5 out of 5
One of the best god-damn examples of compressed story-telling I’ve ever read. Maybe it sorta cheats because it’s two double-sized issues, but considering some 12-issue maxiseries can’t manage to tell tales as fun and entertaining as ‘Creatures,’ I’ll allow it.
So 4 college chicks hangin’ out in Paris who find themselves inexplicably drawn to one another have a shared dream of a burning man. Then they’re attacked by blood-thirsty gnomes in bleeding hats. In typical origin story form, each girl, in turn, discovers an odd power during the fight – a powerful scream, the power of flight, strength, trickery. But instead of a spandex suit and cool name, along with each power comes a memory of an ancient battle of good and evil forces, and the realization that they’re cutesy college human shells contain the spirits of not-so-cutesy goblins and d’jinns and so on. While some of this is pushed through at an accelerated pace, Wiebe doesn’t completely jump over any necessary beat – such as the ramp up to full-on acceptance – and he spreads out each girl’s discoveries to sensible waypoints in the story so that its not just overloaded with background exposition at any given point. It might be the most straight-forward “comic” of what he’s written, but it doesn’t skimp at all on his awareness of scope that has made every one of his reads at least a notch above the norm.

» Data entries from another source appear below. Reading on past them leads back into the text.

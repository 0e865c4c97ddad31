use rand::{rngs::StdRng, SeedableRng};
use tensorview_core::{FilterOptions, Sliced, Tensor, Values};

fn main() {
    env_logger::init();

    let data = (0..3)
        .flat_map(|y| (0..4).map(move |x| (y * 10 + x) as f64))
        .collect();
    let grid = Values::from_vec(data, &[3, 4]).unwrap();
    println!("{grid}");

    let view = Sliced::with_indexes(&grid, [vec![2, 1], vec![3, 2]]);
    println!("{view}");

    let mut rows = Sliced::new(&grid);
    rows.permute(0, &mut StdRng::seed_from_u64(5));
    println!("{rows}");
    rows.sort(0, false);
    println!("{rows}");

    let dense = rows.as_values();
    println!("materialized {}", dense.shape());

    let fruit: Vec<String> = ["apple", "Banana", "cherry", "apricot"]
        .iter()
        .map(|s| s.to_string())
        .collect();
    let fruit = Values::from_slice(&fruit);
    let mut picks = Sliced::new(&fruit);
    picks.filter_string(
        0,
        "a",
        FilterOptions {
            contains: true,
            ignore_case: true,
            exclude: false,
        },
    );
    picks.sort(0, true);
    println!("{picks}");
}
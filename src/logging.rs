//! Tracing subscriber setup.
//!
//! Call [`init`] once at startup. The filter comes from `RUST_LOG`, falling
//! back to `info`; every access-log line and registration event flows through
//! this subscriber.

use tracing_subscriber::EnvFilter;

/// Install the global `tracing` subscriber. Safe to call more than once; only
/// the first call wins (tests re-enter this freely).
pub fn init() {
    let filter = EnvFilter::try_from_default_env().unwrap_or_else(|_| EnvFilter::new("info"));
    let _ = tracing_subscriber::fmt()
        .with_env_filter(filter)
        .with_target(false)
        .try_init();
}

/// Like [`init`] but emitting one JSON object per line, for log shippers.
pub fn init_json() {
    let filter = EnvFilter::try_from_default_env().unwrap_or_else(|_| EnvFilter::new("info"));
    let _ = tracing_subscriber::fmt()
        .json()
        .with_env_filter(filter)
        .try_init();
}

The Red 5 printing and colors are quality, not the cartoon color brightness of Boom! but with a sort of artificial look to the pages, which actually is a great boon for Ash Jackson’s sketchy pencils, as it cleans up what could look messy in different formats. Despite his looseness, Ash’s art is never not a perfect match for the book. Action is clear and well directed, and the inks make the loose style that much more defined. Every character has personality from the get-go and his gnomes and sorcerers and creepos somehow manage to look original even though every other comic has zombies in it nowadays.
Wiebe actually has another goblin-related book coming out. I’m crossing my fingers it’s somehow related to this, because the story springs into a great setup for more, but
A. I know it’s not related and
B. This is probably one of those gems that remains gem-like due to its isolation. The two issues are a full story, and pack the perfect amount of interest and excitement into those two pages. So why push for more when what exists is already so good?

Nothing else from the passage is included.